We have witnessed in recent weeks wide and fearsome swings in the markets of the world. The economy is a fragile thing. A stumble in the economy in Jakarta or Moscow can immediately affect the entire world. It can eventually reach down to each of us as individuals. There is a portent of stormy weather ahead to which we had better give heed.

.....

I repeat, I hope we will never again see such a depression. But I am troubled by the huge consumer installment debt which hangs over the people of the nation, including our own people. In March 1997 that debt totaled $1.2 trillion, which represented a 7 percent increase over the previous year. "
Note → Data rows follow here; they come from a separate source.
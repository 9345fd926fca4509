// Provider callback authentication
// Only the OAuth layer, which holds CALLBACK_SECRET, may report a completed
// provider login. Anything else is refused before the link resolver runs.

use actix_web::dev::Payload;
use actix_web::{web, FromRequest, HttpRequest};
use std::future::{ready, Ready};
use subtle::ConstantTimeEq;

use crate::error::ApiError;
use crate::AppState;

pub const CALLBACK_SECRET_HEADER: &str = "X-Callback-Secret";

/// Compare two byte slices in constant time
pub fn constant_time_equal(a: &[u8], b: &[u8]) -> bool {
    if a.len() != b.len() {
        return false;
    }
    a.ct_eq(b).into()
}

/// Check the presented secret against the configured one
pub fn verify_callback_secret(req: &HttpRequest, expected: Option<&str>) -> Result<(), ApiError> {
    let Some(expected) = expected else {
        log::warn!("Refused provider callback: CALLBACK_SECRET is not configured");
        return Err(ApiError::untrusted_callback());
    };

    let presented = req
        .headers()
        .get(CALLBACK_SECRET_HEADER)
        .and_then(|h| h.to_str().ok())
        .unwrap_or_default();

    if constant_time_equal(presented.as_bytes(), expected.as_bytes()) {
        Ok(())
    } else {
        log::warn!(
            "Refused unsigned provider callback to {} from {:?}",
            req.path(),
            req.peer_addr()
        );
        Err(ApiError::untrusted_callback())
    }
}

/// Marker extractor: present in a handler's arguments means the request
/// carried the callback secret
#[derive(Debug, Clone, Copy)]
pub struct TrustedCallback;

impl FromRequest for TrustedCallback {
    type Error = ApiError;
    type Future = Ready<Result<Self, Self::Error>>;

    fn from_request(req: &HttpRequest, _payload: &mut Payload) -> Self::Future {
        let result = match req.app_data::<web::Data<AppState>>() {
            Some(state) => verify_callback_secret(req, state.config.callback_secret.as_deref()).map(|_| Self),
            None => {
                log::error!("AppState missing from app data");
                Err(ApiError::internal())
            }
        };
        ready(result)
    }
}

#[cfg(test)]
mod tests {
    use super::*;
    use actix_web::http::StatusCode;
    use actix_web::test::TestRequest;

    #[test]
    fn test_constant_time_equal() {
        assert!(constant_time_equal(b"hello", b"hello"));
        assert!(!constant_time_equal(b"hello", b"world"));
        assert!(!constant_time_equal(b"hello", b"hell"));
    }

    #[test]
    fn test_matching_secret_is_accepted() {
        let req = TestRequest::default()
            .insert_header((CALLBACK_SECRET_HEADER, "s3cret"))
            .to_http_request();
        assert!(verify_callback_secret(&req, Some("s3cret")).is_ok());
    }

    #[test]
    fn test_missing_or_wrong_secret_is_rejected() {
        let req = TestRequest::default().to_http_request();
        let err = verify_callback_secret(&req, Some("s3cret")).unwrap_err();
        assert_eq!(err.status, StatusCode::UNAUTHORIZED);

        let req = TestRequest::default()
            .insert_header((CALLBACK_SECRET_HEADER, "guess"))
            .to_http_request();
        assert!(verify_callback_secret(&req, Some("s3cret")).is_err());
    }

    #[test]
    fn test_unconfigured_secret_rejects_everything() {
        // an empty header must not match an unset secret
        let req = TestRequest::default()
            .insert_header((CALLBACK_SECRET_HEADER, ""))
            .to_http_request();
        let err = verify_callback_secret(&req, None).unwrap_err();
        assert_eq!(err.code, "UNTRUSTED_CALLBACK");
    }
}
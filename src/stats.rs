//! Catalog overview.
//!
//! Provides a quick summary of what's loaded: row counts, price ranges, and
//! the size of the fitted vocabulary. Used by `rig catalog` to give
//! confidence that the tables parse and the model fits as expected.

use anyhow::Result;

use crate::catalog::load_catalog;
use crate::config::Config;
use crate::recommend::Engine;

/// Run the catalog command: load the tables and print a summary.
pub fn run_catalog(config: &Config) -> Result<()> {
    let catalog = load_catalog(&config.catalog)?;
    let engine = Engine::new(catalog);
    let catalog = engine.catalog();

    println!("Rig Advisor — Catalog Stats");
    println!("===========================");
    println!();
    println!("  CPU table:   {}", config.catalog.cpus.display());
    println!("  GPU table:   {}", config.catalog.gpus.display());
    println!();

    let (cpu_min, cpu_max) = price_range(catalog.cpus.iter().map(|c| c.price));
    let (gpu_min, gpu_max) = price_range(catalog.gpus.iter().map(|g| g.price));
    println!(
        "  CPUs:        {} (price {} to {})",
        catalog.cpus.len(),
        cpu_min,
        cpu_max
    );
    println!(
        "  GPUs:        {} (price {} to {})",
        catalog.gpus.len(),
        gpu_min,
        gpu_max
    );
    println!();
    println!(
        "  Vocabulary:  {} terms over {} descriptions",
        engine.model().vocab_size(),
        engine.model().document_count()
    );

    Ok(())
}

/// Min and max over a non-empty price sequence.
fn price_range(prices: impl Iterator<Item = f64>) -> (f64, f64) {
    prices.fold((f64::INFINITY, f64::NEG_INFINITY), |(min, max), p| {
        (min.min(p), max.max(p))
    })
}

#[cfg(test)]
mod tests {
    use super::*;

    #[test]
    fn test_price_range() {
        let (min, max) = price_range([150.0, 89.99, 549.0].into_iter());
        assert_eq!(min, 89.99);
        assert_eq!(max, 549.0);
    }
}
//! Model training and smoke-test run.
//!
//! `rig train` reloads the catalog, refits the description model from
//! scratch, and exercises the full recommendation path on a fixed set of
//! scenarios. There is nothing to persist — the model is cheap enough to
//! refit on every process start — so this doubles as an end-to-end health
//! check for the tables and the scoring pipeline.

use anyhow::Result;

use crate::catalog::load_catalog;
use crate::config::Config;
use crate::recommend::Engine;

/// Fixed smoke scenarios: (budget, use case, hint).
const SCENARIOS: [(f64, &str, &str); 3] = [
    (1000.0, "gaming", "Need high FPS for competitive gaming"),
    (1500.0, "productivity", "Video editing and 3D rendering"),
    (2000.0, "development", "Software development with multiple VMs"),
];

/// Run the train command: refit the model and smoke-test recommendations.
pub fn run_train(config: &Config) -> Result<()> {
    println!("Fitting description model...");

    let catalog = load_catalog(&config.catalog)?;
    println!("  cpus: {}", catalog.cpus.len());
    println!("  gpus: {}", catalog.gpus.len());

    let engine = Engine::new(catalog);
    println!(
        "  vocabulary: {} terms over {} descriptions",
        engine.model().vocab_size(),
        engine.model().document_count()
    );

    println!();
    println!("Testing recommendations...");

    for (budget, use_case, hint) in SCENARIOS {
        println!();
        println!("use case: {}, budget: ${}", use_case, budget);
        println!("hint: {}", hint);

        let build = engine.recommend(budget, use_case, Some(hint))?;
        print_slot("cpu", build.cpu.as_ref().map(|c| (&c.brand, &c.model, c.price)));
        print_slot("gpu", build.gpu.as_ref().map(|g| (&g.brand, &g.model, g.price)));
        println!("  total: ${}", build.total_price);
    }

    println!();
    println!("Training completed.");
    Ok(())
}

fn print_slot(label: &str, chosen: Option<(&String, &String, f64)>) {
    match chosen {
        Some((brand, model, price)) => println!("  {}: {} {} (${})", label, brand, model, price),
        None => println!("  {}: no suitable part within budget", label),
    }
}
I really need to get my house in order. We have been working on it for some time but then it seems like we always hit set-back after set-back. I remember this talk and wish I would have followed this advice more closely.

I loved this part :)
"President Faust would not tell you this himself. Perhaps I can tell it, and he can take it out on me afterward. He had a mortgage on his home drawing 4 percent interest. Many people would have told him he was foolish to pay off that mortgage when it carried so low a rate of interest. But the first opportunity he had to acquire some means, he and his wife determined they would pay off their mortgage. He has been free of debt since that day. That's why he wears a smile on his face, and that's why he whistles while he works. "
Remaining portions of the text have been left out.